Every line from the one containing "pub fn is_image(self)" to the one containing "in network images" in the records below, both included, must be set down exactly, and no other line.

DATA SECTION |
********

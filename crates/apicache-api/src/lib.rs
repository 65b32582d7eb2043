//! # API Cache Demo Service
//!
//! HTTP service whose user endpoints run through the response cache.
//!
//! ## Architecture
//!
//! ```text
//! ┌─────────────────────────────────────────────────────────────┐
//! │                    Axum HTTP Server                         │
//! │            (/api/v1/users, /api/v1/utils)                   │
//! └─────────────────────────────────────────────────────────────┘
//!                              │
//!                              ▼
//! ┌─────────────────────────────────────────────────────────────┐
//! │                      ApiContext                             │
//! │     (CachePolicy / InvalidatePolicy over ns "users")        │
//! └─────────────────────────────────────────────────────────────┘
//!                    │                   │
//!                    ▼                   ▼
//! ┌─────────────────────────┐   ┌──────────────────────────────┐
//! │     Redis Cache         │   │      UserRepository          │
//! │  (responses, TTL 1 day) │   │   (source of truth)          │
//! └─────────────────────────┘   └──────────────────────────────┘
//! ```
//!
//! Cached responses carry `X-API-Cache: true` on a hit and `false` on a
//! miss. When the store is unavailable the header is omitted and every
//! request reaches the repository.

#![forbid(unsafe_code)]
#![warn(clippy::all, clippy::pedantic)]
#![allow(clippy::module_name_repetitions)]

pub mod config;
pub mod context;
pub mod error;
pub mod models;
pub mod repository;
pub mod response;
pub mod routes;

use axum::http::{HeaderValue, Method};
use axum::{Router, routing::get};
use tower::ServiceBuilder;
use tower_http::cors::{AllowOrigin, Any, CorsLayer};
use tower_http::trace::TraceLayer;

pub use config::ApiConfig;
pub use context::ApiContext;
pub use error::{ApiError, ApiResult};

/// Crate version
pub const VERSION: &str = env!("CARGO_PKG_VERSION");

/// Health check endpoint
pub async fn health_check() -> &'static str {
    "OK"
}

/// Build the Axum router
pub fn build_router(ctx: ApiContext, config: &ApiConfig) -> Router {
    let origins = if config.cors_origins.iter().any(|o| o == "*") {
        AllowOrigin::any()
    } else {
        AllowOrigin::list(
            config
                .cors_origins
                .iter()
                .filter_map(|o| HeaderValue::from_str(o).ok()),
        )
    };

    let cors = CorsLayer::new()
        .allow_methods([Method::GET, Method::POST, Method::PUT, Method::OPTIONS])
        .allow_origin(origins)
        .allow_headers(Any)
        .expose_headers(Any);

    Router::new()
        .nest(&config.api_prefix, routes::api_routes())
        .route("/health", get(health_check))
        .layer(
            ServiceBuilder::new()
                .layer(TraceLayer::new_for_http())
                .layer(cors),
        )
        .with_state(ctx)
}
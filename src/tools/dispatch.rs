/// Tool invocation: argument parsing and routing to the STRING client

use serde::de::DeserializeOwned;
use serde_json::{json, Value};
use thiserror::Error;

use super::Tool;
use crate::client::*;

/// Why a tool call did not produce data
#[derive(Error, Debug)]
pub enum CallError {
    #[error("{0}")]
    Validation(String),

    #[error("Invalid arguments: {0}")]
    InvalidArguments(serde_json::Error),

    #[error(transparent)]
    Client(#[from] ClientError),
}

impl CallError {
    /// Faults that are neither bad input nor an upstream HTTP failure
    pub fn is_internal(&self) -> bool {
        matches!(
            self,
            CallError::Client(ClientError::Decode(_))
                | CallError::Client(ClientError::Url(_))
                | CallError::Client(ClientError::Io(_))
        )
    }

    /// Short message handed back to the MCP client
    pub fn user_message(&self) -> String {
        match self {
            CallError::Client(ClientError::Validation(message)) => message.clone(),
            CallError::Client(e @ ClientError::Http { .. })
            | CallError::Client(e @ ClientError::Transport(_)) => {
                format!("HTTP request failed: {}", e)
            }
            e if e.is_internal() => format!("Internal error: {}", e),
            e => e.to_string(),
        }
    }
}

/// Data produced by a successful tool call
#[derive(Debug, Clone, PartialEq)]
pub enum ToolOutput {
    /// Structured data, rendered as indented JSON
    Json(Value),
    /// Plain text such as an image URL
    Text(String),
}

impl ToolOutput {
    pub fn render(&self) -> Result<String, serde_json::Error> {
        match self {
            ToolOutput::Json(value) => serde_json::to_string_pretty(value),
            ToolOutput::Text(text) => Ok(text.clone()),
        }
    }
}

fn rows(rows: Vec<Value>) -> ToolOutput {
    ToolOutput::Json(Value::Array(rows))
}

/// Reject calls whose `identifiers` argument is missing, empty or not a list
fn check_identifiers(arguments: &Value) -> Result<(), CallError> {
    match arguments.get("identifiers") {
        Some(Value::Array(items)) if !items.is_empty() => Ok(()),
        _ => Err(CallError::Validation(EMPTY_IDENTIFIERS.to_string())),
    }
}

fn parse_args<T: DeserializeOwned>(tool: Tool, arguments: &Value) -> Result<T, CallError> {
    let arguments = match arguments {
        Value::Null => json!({}),
        other => other.clone(),
    };

    if tool.requires_identifiers() {
        check_identifiers(&arguments)?;
    }

    serde_json::from_value(arguments).map_err(CallError::InvalidArguments)
}

async fn image_output<A: StringApi + ?Sized>(
    api: &A,
    url: String,
    download: bool,
) -> Result<ToolOutput, CallError> {
    if !download {
        return Ok(ToolOutput::Text(url));
    }

    let path = api.download_image(&url).await?;
    Ok(ToolOutput::Json(json!({
        "url": url,
        "file": path.display().to_string(),
    })))
}

/// Run one tool against the STRING API
pub async fn call_tool<A: StringApi + ?Sized>(
    api: &A,
    tool: Tool,
    arguments: &Value,
) -> Result<ToolOutput, CallError> {
    tracing::debug!("Calling tool {}", tool.name());

    let output = match tool {
        Tool::MapIdentifiers => {
            let request: MapIdentifiersRequest = parse_args(tool, arguments)?;
            rows(api.map_identifiers(&request).await?)
        }
        Tool::GetNetworkInteractions => {
            let request: NetworkRequest = parse_args(tool, arguments)?;
            rows(api.network_interactions(&request).await?)
        }
        Tool::GetFunctionalEnrichment => {
            let request: EnrichmentRequest = parse_args(tool, arguments)?;
            rows(api.functional_enrichment(&request).await?)
        }
        Tool::GetVersionInfo => rows(api.version_info().await?),
        Tool::GetInteractionPartners => {
            let request: InteractionPartnersRequest = parse_args(tool, arguments)?;
            rows(api.interaction_partners(&request).await?)
        }
        Tool::GetHomology => {
            let request: HomologyRequest = parse_args(tool, arguments)?;
            rows(api.homology(&request).await?)
        }
        Tool::GetHomologyBest => {
            let request: HomologyBestRequest = parse_args(tool, arguments)?;
            rows(api.homology_best(&request).await?)
        }
        Tool::GetFunctionalAnnotation => {
            let request: FunctionalAnnotationRequest = parse_args(tool, arguments)?;
            rows(api.functional_annotation(&request).await?)
        }
        Tool::GetPpiEnrichment => {
            let request: PpiEnrichmentRequest = parse_args(tool, arguments)?;
            ToolOutput::Json(api.ppi_enrichment(&request).await?)
        }
        Tool::GetNetworkImage => {
            let request: NetworkImageRequest = parse_args(tool, arguments)?;
            let url = api.network_image_url(&request)?;
            image_output(api, url, request.download).await?
        }
        Tool::GetEnrichmentFigure => {
            let request: EnrichmentFigureRequest = parse_args(tool, arguments)?;
            let url = api.enrichment_figure_url(&request)?;
            image_output(api, url, request.download).await?
        }
    };

    Ok(output)
}
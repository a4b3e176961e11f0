/// Runtime configuration for the STRING bridge
///
/// The configuration is assembled once at startup (from command line flags
/// in `main.rs`) and handed to the HTTP client. It is never mutated afterwards.

use std::time::Duration;

/// Default STRING API host, always serving the latest release
pub const DEFAULT_BASE_URL: &str = "https://string-db.org/api";

/// Version-pinned STRING API host
pub const DEFAULT_VERSION_URL: &str = "https://version-12-0.string-db.org/api";

/// Identity reported to STRING on every request
pub const DEFAULT_CALLER_IDENTITY: &str = "string_mcp_bridge";

/// Immutable per-process bridge configuration
#[derive(Debug, Clone, PartialEq)]
pub struct BridgeConfig {
    /// Host used for the version endpoint
    pub base_url: String,
    /// Host used for all data and image endpoints
    pub version_url: String,
    /// Value of the `caller_identity` query parameter
    pub caller_identity: String,
    /// Pause after every completed request
    pub request_delay: Duration,
    /// Ceiling for a single outbound request
    pub timeout: Duration,
}

impl Default for BridgeConfig {
    fn default() -> Self {
        Self {
            base_url: DEFAULT_BASE_URL.to_string(),
            version_url: DEFAULT_VERSION_URL.to_string(),
            caller_identity: DEFAULT_CALLER_IDENTITY.to_string(),
            request_delay: Duration::from_secs(1),
            timeout: Duration::from_secs(30),
        }
    }
}

impl BridgeConfig {
    /// Point both hosts at the same URL (useful for tests and mirrors)
    pub fn with_host(mut self, url: &str) -> Self {
        let url = url.trim_end_matches('/').to_string();
        self.base_url = url.clone();
        self.version_url = url;
        self
    }

    /// Override the inter-request delay
    pub fn with_delay(mut self, delay: Duration) -> Self {
        self.request_delay = delay;
        self
    }
}
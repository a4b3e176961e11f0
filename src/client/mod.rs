/// Client layer for the STRING REST API
///
/// This module turns typed tool requests into HTTP GET calls against STRING
/// and decodes the answers. The `StringApi` trait is the seam the MCP server
/// talks to, so the protocol layer can be exercised without the network.

pub mod format;
pub mod http;
pub mod query;
pub mod requests;

pub use format::*;
pub use http::StringClient;
pub use query::*;
pub use requests::*;

use async_trait::async_trait;
use serde_json::Value;
use std::path::PathBuf;
use thiserror::Error;

/// Errors that can occur while talking to STRING
#[derive(Error, Debug)]
pub enum ClientError {
    #[error("{0}")]
    Validation(String),

    #[error("{status}: {message}")]
    Http { status: u16, message: String },

    #[error("transport error: {0}")]
    Transport(#[from] reqwest::Error),

    #[error("invalid JSON in response: {0}")]
    Decode(#[from] serde_json::Error),

    #[error("invalid URL: {0}")]
    Url(#[from] url::ParseError),

    #[error("IO error: {0}")]
    Io(#[from] std::io::Error),
}

pub type ClientResult<T> = Result<T, ClientError>;

/// Operations offered by the STRING API
///
/// One method per supported endpoint. Identifier-based operations fail with
/// `ClientError::Validation` on an empty identifier list without touching
/// the network.
#[async_trait]
pub trait StringApi: Send + Sync {
    /// Map names/accessions to STRING identifiers (`get_string_ids`)
    async fn map_identifiers(&self, request: &MapIdentifiersRequest) -> ClientResult<Vec<Value>>;

    /// Interaction edges among the query proteins (`network`)
    async fn network_interactions(&self, request: &NetworkRequest) -> ClientResult<Vec<Value>>;

    /// Functional enrichment of the query set (`enrichment`)
    async fn functional_enrichment(&self, request: &EnrichmentRequest) -> ClientResult<Vec<Value>>;

    /// Current STRING release (`version`)
    async fn version_info(&self) -> ClientResult<Vec<Value>>;

    /// Interaction partners of each query protein (`interaction_partners`)
    async fn interaction_partners(
        &self,
        request: &InteractionPartnersRequest,
    ) -> ClientResult<Vec<Value>>;

    /// Within-species similarity scores (`homology`)
    async fn homology(&self, request: &HomologyRequest) -> ClientResult<Vec<Value>>;

    /// Best hits in other species (`homology_best`)
    async fn homology_best(&self, request: &HomologyBestRequest) -> ClientResult<Vec<Value>>;

    /// Annotation terms per protein (`functional_annotation`)
    async fn functional_annotation(
        &self,
        request: &FunctionalAnnotationRequest,
    ) -> ClientResult<Vec<Value>>;

    /// Interaction enrichment statistics (`ppi_enrichment`)
    async fn ppi_enrichment(&self, request: &PpiEnrichmentRequest) -> ClientResult<Value>;

    /// URL of the network picture; performs no request
    fn network_image_url(&self, request: &NetworkImageRequest) -> ClientResult<String>;

    /// URL of the enrichment bar chart; performs no request
    fn enrichment_figure_url(&self, request: &EnrichmentFigureRequest) -> ClientResult<String>;

    /// Fetch an image URL into a kept temporary file and return its path
    async fn download_image(&self, url: &str) -> ClientResult<PathBuf>;
}

/// Plural endpoints: anything other than an array counts as no results
pub fn into_rows(data: Value) -> Vec<Value> {
    match data {
        Value::Array(rows) => rows,
        _ => Vec::new(),
    }
}

/// Version endpoint: a bare object becomes a single row
pub fn into_version_rows(data: Value) -> Vec<Value> {
    match data {
        Value::Array(rows) => rows,
        Value::Object(_) => vec![data],
        _ => Vec::new(),
    }
}

/// PPI enrichment endpoint: unwrap the single result record
pub fn into_single_record(data: Value) -> Value {
    match data {
        Value::Array(mut rows) if rows.len() == 1 => rows.remove(0),
        other => other,
    }
}
/// Main entry point for the STRING MCP bridge
///
/// This file sets up logging, parses command line arguments, and starts the MCP server.
/// The server listens for JSON-RPC requests over stdin/stdout following the MCP protocol.

use clap::Parser;
use std::time::Duration;
use tracing::info;

use string_mcp::config::{DEFAULT_BASE_URL, DEFAULT_CALLER_IDENTITY, DEFAULT_VERSION_URL};
use string_mcp::{BridgeConfig, StringBridgeServer};

/// Command line arguments for the STRING MCP bridge
#[derive(Parser, Debug)]
#[command(author, version, about, long_about = None)]
struct Args {
    /// STRING API root used for the version endpoint
    #[arg(long, default_value = DEFAULT_BASE_URL)]
    base_url: String,

    /// Version-pinned STRING API root used for data and image endpoints
    #[arg(long, default_value = DEFAULT_VERSION_URL)]
    version_url: String,

    /// Identity reported to STRING with every request
    #[arg(long, default_value = DEFAULT_CALLER_IDENTITY)]
    caller_identity: String,

    /// Seconds to wait after every STRING request
    #[arg(long, default_value_t = 1.0)]
    request_delay: f64,

    /// Per-request timeout in seconds
    #[arg(long, default_value_t = 30)]
    timeout: u64,

    /// Enable debug logging
    #[arg(short, long)]
    debug: bool,

    /// Enable verbose output (implies debug)
    #[arg(short, long)]
    verbose: bool,
}

impl Args {
    fn into_config(self) -> Result<BridgeConfig, Box<dyn std::error::Error>> {
        let request_delay = Duration::try_from_secs_f64(self.request_delay)
            .map_err(|e| format!("invalid --request-delay {}: {}", self.request_delay, e))?;

        Ok(BridgeConfig {
            base_url: self.base_url.trim_end_matches('/').to_string(),
            version_url: self.version_url.trim_end_matches('/').to_string(),
            caller_identity: self.caller_identity,
            request_delay,
            timeout: Duration::from_secs(self.timeout),
        })
    }
}

#[tokio::main]
async fn main() -> Result<(), Box<dyn std::error::Error>> {
    let args = Args::parse();

    // Set up logging based on command line flags
    let log_level = if args.verbose {
        "debug"
    } else if args.debug {
        "info"
    } else {
        "warn"
    };

    tracing_subscriber::fmt()
        .with_env_filter(format!("string_mcp={}", log_level))
        .with_writer(std::io::stderr) // Send logs to stderr, not stdout
        .init();

    info!("Starting STRING MCP bridge");

    let config = args.into_config()?;
    let server = StringBridgeServer::new(config)?;

    // Run the MCP server - this will handle JSON-RPC communication over stdin/stdout
    server.run().await?;

    info!("STRING MCP bridge shutdown complete");
    Ok(())
}
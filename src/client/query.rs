/// Ordered query parameter list for STRING requests

/// Delimiter STRING expects between values of a multi-value parameter
pub const IDENTIFIER_DELIMITER: &str = "\r";

/// Join identifiers into a single STRING query value
pub fn join_identifiers<S: AsRef<str>>(identifiers: &[S]) -> String {
    identifiers
        .iter()
        .map(|s| s.as_ref())
        .collect::<Vec<_>>()
        .join(IDENTIFIER_DELIMITER)
}

/// Query parameters preserving insertion order
#[derive(Debug, Clone, Default, PartialEq, Eq)]
pub struct QueryParams {
    pairs: Vec<(String, String)>,
}

impl QueryParams {
    pub fn new() -> Self {
        Self::default()
    }

    /// Append a parameter
    pub fn push(&mut self, key: &str, value: impl ToString) -> &mut Self {
        self.pairs.push((key.to_string(), value.to_string()));
        self
    }

    /// Append a parameter only when a value is present
    pub fn push_opt<T: ToString>(&mut self, key: &str, value: Option<T>) -> &mut Self {
        if let Some(value) = value {
            self.push(key, value);
        }
        self
    }

    /// Append a boolean flag as STRING's `0`/`1`
    pub fn push_flag(&mut self, key: &str, value: bool) -> &mut Self {
        self.push(key, u8::from(value))
    }

    /// Append a `\r`-joined list, skipping empty lists
    pub fn push_list<S: AsRef<str>>(&mut self, key: &str, values: &[S]) -> &mut Self {
        if !values.is_empty() {
            self.push(key, join_identifiers(values));
        }
        self
    }

    pub fn contains(&self, key: &str) -> bool {
        self.pairs.iter().any(|(k, _)| k == key)
    }

    pub fn get(&self, key: &str) -> Option<&str> {
        self.pairs
            .iter()
            .find(|(k, _)| k == key)
            .map(|(_, v)| v.as_str())
    }

    /// Append `key=value` unless the key is already present
    pub fn insert_if_absent(&mut self, key: &str, value: &str) -> &mut Self {
        if !self.contains(key) {
            self.push(key, value);
        }
        self
    }

    pub fn pairs(&self) -> &[(String, String)] {
        &self.pairs
    }

    pub fn len(&self) -> usize {
        self.pairs.len()
    }

    pub fn is_empty(&self) -> bool {
        self.pairs.is_empty()
    }
}
/// Response encodings and enumerated request options
///
/// STRING encodes the response format as the first path segment after the
/// API root (e.g. `/api/json/network`). Each supported encoding is a variant
/// here so URL building stays exhaustive.

use schemars::JsonSchema;
use serde::{Deserialize, Serialize};
use std::fmt;

/// Every response encoding the STRING API can produce
#[derive(Debug, Clone, Copy, PartialEq, Eq)]
pub enum OutputFormat {
    Json,
    Tsv,
    TsvNoHeader,
    Xml,
    PsiMi,
    PsiMiTab,
    Image,
    HighresImage,
    Svg,
}

impl OutputFormat {
    /// Path segment used in the request URL
    pub fn as_str(self) -> &'static str {
        match self {
            OutputFormat::Json => "json",
            OutputFormat::Tsv => "tsv",
            OutputFormat::TsvNoHeader => "tsv-no-header",
            OutputFormat::Xml => "xml",
            OutputFormat::PsiMi => "psi-mi",
            OutputFormat::PsiMiTab => "psi-mi-tab",
            OutputFormat::Image => "image",
            OutputFormat::HighresImage => "highres_image",
            OutputFormat::Svg => "svg",
        }
    }

    /// Whether the endpoint returns picture bytes rather than text
    pub fn is_image(self) -> bool {
        matches!(
            self,
            OutputFormat::Image | OutputFormat::HighresImage | OutputFormat::Svg
        )
    }
}

impl fmt::Display for OutputFormat {
    fn fmt(&self, f: &mut fmt::Formatter<'_>) -> fmt::Result {
        f.write_str(self.as_str())
    }
}

/// Image encodings accepted from tool arguments
#[derive(Debug, Clone, Copy, Default, PartialEq, Eq, Serialize, Deserialize, JsonSchema)]
#[serde(rename_all = "snake_case")]
pub enum ImageFormat {
    #[default]
    Image,
    HighresImage,
    Svg,
}

impl From<ImageFormat> for OutputFormat {
    fn from(format: ImageFormat) -> Self {
        match format {
            ImageFormat::Image => OutputFormat::Image,
            ImageFormat::HighresImage => OutputFormat::HighresImage,
            ImageFormat::Svg => OutputFormat::Svg,
        }
    }
}

/// Which evidence the network is built from
#[derive(Debug, Clone, Copy, Default, PartialEq, Eq, Serialize, Deserialize, JsonSchema)]
#[serde(rename_all = "lowercase")]
pub enum NetworkType {
    #[default]
    Functional,
    Physical,
}

impl NetworkType {
    pub fn as_str(self) -> &'static str {
        match self {
            NetworkType::Functional => "functional",
            NetworkType::Physical => "physical",
        }
    }
}

/// Edge styling used in network images
#[derive(Debug, Clone, Copy, PartialEq, Eq, Serialize, Deserialize, JsonSchema)]
#[serde(rename_all = "lowercase")]
pub enum NetworkFlavor {
    Evidence,
    Confidence,
    Actions,
}

impl NetworkFlavor {
    pub fn as_str(self) -> &'static str {
        match self {
            NetworkFlavor::Evidence => "evidence",
            NetworkFlavor::Confidence => "confidence",
            NetworkFlavor::Actions => "actions",
        }
    }
}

********

RESPONSE |
    pub fn is_image(self) -> bool {
        matches!(
            self,
            OutputFormat::Image | OutputFormat::HighresImage | OutputFormat::Svg
        )
    }
}

impl fmt::Display for OutputFormat {
    fn fmt(&self, f: &mut fmt::Formatter<'_>) -> fmt::Result {
        f.write_str(self.as_str())
    }
}

/// Image encodings accepted from tool arguments
#[derive(Debug, Clone, Copy, Default, PartialEq, Eq, Serialize, Deserialize, JsonSchema)]
#[serde(rename_all = "snake_case")]
pub enum ImageFormat {
    #[default]
    Image,
    HighresImage,
    Svg,
}

impl From<ImageFormat> for OutputFormat {
    fn from(format: ImageFormat) -> Self {
        match format {
            ImageFormat::Image => OutputFormat::Image,
            ImageFormat::HighresImage => OutputFormat::HighresImage,
            ImageFormat::Svg => OutputFormat::Svg,
        }
    }
}

/// Which evidence the network is built from
#[derive(Debug, Clone, Copy, Default, PartialEq, Eq, Serialize, Deserialize, JsonSchema)]
#[serde(rename_all = "lowercase")]
pub enum NetworkType {
    #[default]
    Functional,
    Physical,
}

impl NetworkType {
    pub fn as_str(self) -> &'static str {
        match self {
            NetworkType::Functional => "functional",
            NetworkType::Physical => "physical",
        }
    }
}

/// Edge styling used in network images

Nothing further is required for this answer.